Low pH during acidosis activates ASICs (Waldmann 2001; Waldmann et al. 1997). ASICs are located in the VSMCs in the cerebral vasculature and are responsible for facilitation of myogenic response and VSMC migration (Chung et al. 2010; Drummond et al. 2004; Grifoni et al. 2006; Grifoni et al. 2008; Jernigan and Drummond 2005; Lin et al. 2014). Post-ischemic hypoperfusion is a characteristic phenomenon of ischemia-reperfusion injury (Ginsberg et al. 1978; Hossmann et al. 1973; Levy et al. 1979; Snyder et al. 1975). Preventing cerebral ischemia-induced vasoconstriction, by MEK1/2 inhibition, lowers ischemic brain damage (Johansson et al. 2014). ASICs are extensively distributed in the nervous system and are also known to induce neuronal depolarization in response to drop in pH (Kellenberger and Schild 2002; Lingueglia 2007; Waldmann 2001). An ischemic acidosis-related increase in extracellular protons trigger neuronal necroptosis via ASIC activation (Wang et al. 2015). Overall, the activation of ASIC sensitive proton-gated calcium currents and vascular changes may play a significant role in mediating acidosis-induced neuronal death (Sherwood et al. 2011) and ischemic brain damage (Xiong et al. 2004). Although prior exposure to RH leads to increased ischemia-induced acidosis and increased ischemic damage, the participation of ASIC in RH-induced increased ischemic damage was not known. We observed that both ASIC1a and ASIC3 inhibitors attenuated the cerebral blood flow deficits and brain injury after ischemia in RH-exposed ITD animals. Our results suggest that severe hypoperfusion observed after global cerebral ischemia in ITD animals exposed to RH may be due to the activation of ASICs.

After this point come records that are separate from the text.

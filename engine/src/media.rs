use std::{
    path::{Path, PathBuf},
    time::Duration,
};

use bytes::Bytes;
use log::info;

use crate::{Result, task::Asset};

/// Videos can be large, so transfers get more time than API calls.
pub const TRANSFER_TIMEOUT: Duration = Duration::from_secs(300);

/// Fetches a generated file. Result URLs are pre-signed, so no credential is sent.
pub async fn download(http: &reqwest::Client, url: &str) -> Result<Bytes> {
    Ok(http
        .get(url)
        .timeout(TRANSFER_TIMEOUT)
        .send()
        .await?
        .error_for_status()?
        .bytes()
        .await?)
}

/// Downloads `url` into `path` and returns the number of bytes written.
pub async fn save_url(http: &reqwest::Client, url: &str, path: &Path) -> Result<usize> {
    let data = download(http, url).await?;
    save_bytes(&data, path).await?;
    Ok(data.len())
}

pub async fn save_bytes(data: &[u8], path: &Path) -> Result<()> {
    tokio::fs::write(path, data).await?;
    info!("Saved {} bytes to {}", data.len(), path.display());
    Ok(())
}

/// Saves every asset next to `path`. A single asset goes to `path` itself,
/// several get numbered: `out.png`, `out-2.png`, ...
pub async fn save_assets(
    http: &reqwest::Client,
    assets: &[Asset],
    path: &Path,
) -> Result<Vec<PathBuf>> {
    let mut written = Vec::with_capacity(assets.len());
    for (i, asset) in assets.iter().enumerate() {
        let target = numbered(path, i);
        save_url(http, &asset.url, &target).await?;
        written.push(target);
    }
    Ok(written)
}

fn numbered(path: &Path, index: usize) -> PathBuf {
    if index == 0 {
        return path.to_path_buf();
    }
    let stem = path
        .file_stem()
        .map(|s| s.to_string_lossy().into_owned())
        .unwrap_or_default();
    let name = match path.extension() {
        Some(ext) => format!("{stem}-{}.{}", index + 1, ext.to_string_lossy()),
        None => format!("{stem}-{}", index + 1),
    };
    path.with_file_name(name)
}

#[cfg(test)]
mod test {
    use wiremock::{
        Mock, MockServer, ResponseTemplate,
        matchers::{method, path},
    };

    use super::*;

    #[test]
    fn numbering() {
        assert_eq!(numbered(Path::new("out/rose.png"), 0), Path::new("out/rose.png"));
        assert_eq!(numbered(Path::new("out/rose.png"), 2), Path::new("out/rose-3.png"));
        assert_eq!(numbered(Path::new("rose"), 1), Path::new("rose-2"));
    }

    #[tokio::test]
    async fn saves_downloaded_assets() {
        let server = MockServer::start().await;
        Mock::given(method("GET"))
            .and(path("/1.png"))
            .respond_with(ResponseTemplate::new(200).set_body_bytes(b"first".to_vec()))
            .mount(&server)
            .await;
        Mock::given(method("GET"))
            .and(path("/2.png"))
            .respond_with(ResponseTemplate::new(200).set_body_bytes(b"second".to_vec()))
            .mount(&server)
            .await;
        let dir = tempfile::tempdir().unwrap();
        let assets = [
            Asset::new(format!("{}/1.png", server.uri())),
            Asset::new(format!("{}/2.png", server.uri())),
        ];

        let written = save_assets(&reqwest::Client::new(), &assets, &dir.path().join("rose.png"))
            .await
            .unwrap();

        assert_eq!(written.len(), 2);
        assert_eq!(std::fs::read(&written[0]).unwrap(), b"first");
        assert_eq!(std::fs::read(dir.path().join("rose-2.png")).unwrap(), b"second");
    }

    #[tokio::test]
    async fn expired_url_is_an_error() {
        let server = MockServer::start().await;
        Mock::given(method("GET"))
            .respond_with(ResponseTemplate::new(403))
            .mount(&server)
            .await;
        let dir = tempfile::tempdir().unwrap();
        let target = dir.path().join("gone.png");

        let result = save_url(&reqwest::Client::new(), &server.uri(), &target).await;

        assert!(matches!(result, Err(crate::Error::Transport(_))));
        assert!(!target.exists());
    }
}
use std::time::Duration;

use reqwest::StatusCode;
use serde::Deserialize;
use thiserror::Error;

pub type Result<T, E = Error> = std::result::Result<T, E>;

/// Everything the DashScope client can fail with.
#[derive(Debug, Error)]
pub enum Error {
    /// Local validation failed, nothing was sent.
    #[error("Invalid argument: {0}")]
    InvalidArgument(String),

    #[error(transparent)]
    Transport(#[from] TransportError),

    /// The task reached the FAILED state. `reason` is the server's message, verbatim.
    #[error("Task {task_id} failed: {reason}")]
    RemoteFailure { task_id: String, reason: String },

    #[error("Task {task_id} still unfinished after {}s", elapsed.as_secs())]
    Timeout { task_id: String, elapsed: Duration },

    /// A 2xx response lacked a field we rely on, or wasn't the JSON we expected.
    #[error("Malformed response: {0}")]
    MalformedResponse(String),

    #[error("Missing credential: the {0} environment variable is not set")]
    MissingCredential(&'static str),

    #[error(transparent)]
    Io(#[from] std::io::Error),
}

impl From<reqwest::Error> for Error {
    fn from(err: reqwest::Error) -> Self {
        Self::Transport(TransportError::Request(err))
    }
}

#[derive(Debug, Error)]
pub enum TransportError {
    #[error("Request failed: {0}")]
    Request(#[from] reqwest::Error),

    #[error("DashScope returned {status}: {error}")]
    Status {
        status: StatusCode,
        error: ApiError,
        request_id: Option<String>,
    },
}

#[derive(Debug, Deserialize)]
struct ErrorBody {
    #[serde(default)]
    code: String,
    #[serde(default)]
    message: String,
    request_id: Option<String>,
}

impl TransportError {
    /// Builds the error for a non-2xx response. DashScope usually sends
    /// `{code, message, request_id}`, but gateways in front of it don't.
    pub fn from_response(status: StatusCode, body: &str) -> Self {
        match serde_json::from_str::<ErrorBody>(body) {
            Ok(ErrorBody {
                code,
                message,
                request_id,
            }) => Self::Status {
                status,
                error: ApiError::from_code(&code, message),
                request_id,
            },
            Err(_) => Self::Status {
                status,
                error: ApiError::Unexpected {
                    code: String::new(),
                    message: body.to_string(),
                },
                request_id: None,
            },
        }
    }
}

/// Error codes documented for the DashScope API
#[derive(Debug, Error, PartialEq, Eq)]
pub enum ApiError {
    #[error("Invalid parameter: {message}")]
    InvalidParameter { message: String },

    #[error("Invalid API key: {message}")]
    InvalidApiKey { message: String },

    #[error("Access denied: {message}")]
    AccessDenied { message: String },

    #[error("Not found: {message}")]
    NotFound { message: String },

    #[error("Content inspection failed: {message}")]
    DataInspectionFailed { message: String },

    #[error("Account in arrears: {message}")]
    Arrearage { message: String },

    #[error("Rate limit exceeded: {message}")]
    Throttling { message: String },

    #[error("Internal platform error: {message}")]
    Internal { message: String },

    /// Catch-all for codes we don't know
    #[error("Unexpected API error {code}: {message}")]
    Unexpected { code: String, message: String },
}

impl ApiError {
    pub fn from_code(code: &str, message: impl Into<String>) -> Self {
        let message = message.into();

        match code {
            "InvalidParameter" | "InvalidURL" | "InvalidFile" => Self::InvalidParameter { message },
            "InvalidApiKey" => Self::InvalidApiKey { message },
            "AccessDenied" | "AccessDenied.Unpurchased" => Self::AccessDenied { message },
            "ModelNotFound" | "NotFound" => Self::NotFound { message },
            "DataInspectionFailed" => Self::DataInspectionFailed { message },
            "Arrearage" => Self::Arrearage { message },
            c if c.starts_with("Throttling") => Self::Throttling { message },
            "InternalError" | "SystemError" => Self::Internal { message },
            other => Self::Unexpected {
                code: other.to_string(),
                message,
            },
        }
    }
}

/// Returns `InvalidArgument` from the enclosing function unless `$cond` holds.
macro_rules! ensure_arg {
    ($cond:expr, $($arg:tt)+) => {
        if !$cond {
            return Err($crate::Error::InvalidArgument(format!($($arg)+)));
        }
    };
}
pub(crate) use ensure_arg;

#[cfg(test)]
mod test {
    use super::*;

    #[test]
    fn decodes_dashscope_error_body() {
        let err = TransportError::from_response(
            StatusCode::UNAUTHORIZED,
            r#"{"code":"InvalidApiKey","message":"Invalid API-key provided.","request_id":"r-1"}"#,
        );

        let TransportError::Status {
            status,
            error,
            request_id,
        } = err
        else {
            panic!("expected a status error");
        };
        assert_eq!(status, StatusCode::UNAUTHORIZED);
        assert_eq!(
            error,
            ApiError::InvalidApiKey {
                message: "Invalid API-key provided.".into()
            }
        );
        assert_eq!(request_id.as_deref(), Some("r-1"));
    }

    #[test]
    fn throttling_subcodes_are_grouped() {
        assert_eq!(
            ApiError::from_code("Throttling.RateQuota", "slow down"),
            ApiError::Throttling {
                message: "slow down".into()
            }
        );
    }

    #[test]
    fn non_json_body_is_kept_verbatim() {
        let err = TransportError::from_response(StatusCode::BAD_GATEWAY, "<html>bad gateway</html>");
        assert_eq!(
            err.to_string(),
            "DashScope returned 502 Bad Gateway: Unexpected API error : <html>bad gateway</html>"
        );
    }
}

ASICs are known to induce vasoconstriction in cerebral vessels (Chung et al. 2010; Drummond et al. 2004; Jernigan and Drummond 2005; Lin et al. 2014). Contraction in the VSMCs results from calcium influx through the cell membrane, intracellular calcium release, and increased sensitization of calcium-dependent contractile proteins (Avila-Medina et al. 2018). ASIC activation is proposed to cause vasoconstriction by mediating SOCE (Jernigan et al. 2009). Our current data shows that exposure to acidic pH leads to ASIC3-mediated SOCE in VSMCs. Therefore, it is plausible that increased ischemic acidosis may elicit vasoconstrictive effects on cerebral vessels via ASIC3-dependent SOCE in RH-exposed ITD rats. We did not observe any impact of ASIC1a inhibition on SOCE in the VSMCs at two acidic pH levels tested. However, we did observe lower ischemic damage in ASIC1a inhibitor-treated RH-exposed ITD rats. ASICs are expressed on brain neurons as well as central and peripheral immune cells (Kellenberger and Schild 2015). Calcium influx in neurons is known as one of the central mechanisms regulating cell death (Wojda et al. 2008). Although ASIC currents are Na+-selective, ASIC1a present in the cell membrane have an additional low permeability to Ca2+ ions as well (Kellenberger and Schild 2015; Sherwood et al. 2011; Xu et al. 2018; Zuo et al. 2018) and their blockade produces protective effects in several neurodegenerative diseases including stroke (Pignataro et al. 2007; Xiong et al. 2004; Hu et al. 2011; Wong et al. 2008; Arias et al. 2008). It is plausible that ASIC1a on neurons may also participate in RH-induced increase in ischemic damage. Moreover, the role of acidosis (Combs et al. 1990; Kuyama et al. 1994; Nagao et al. 1996; Rehni et al. 2018) and, ASIC activation (Pignataro et al. 2007; Xiong et al. 2004) in mediating ischemic brain injury is well established. Since we did not observe impact of PcTx1 on SOCE, but observed lower extent of cerebral ischemia-induced hypoperfusion and lower cerebral ischemic damage in PcTx1-treated group, we hypothesize that ASIC1 activation in the neurons may indirectly regulate post-ischemic hypoperfusion in the brain. Future studies to understand neuronal control of post-ischemic cerebral blood flow in RH-exposed ITD rats are warranted.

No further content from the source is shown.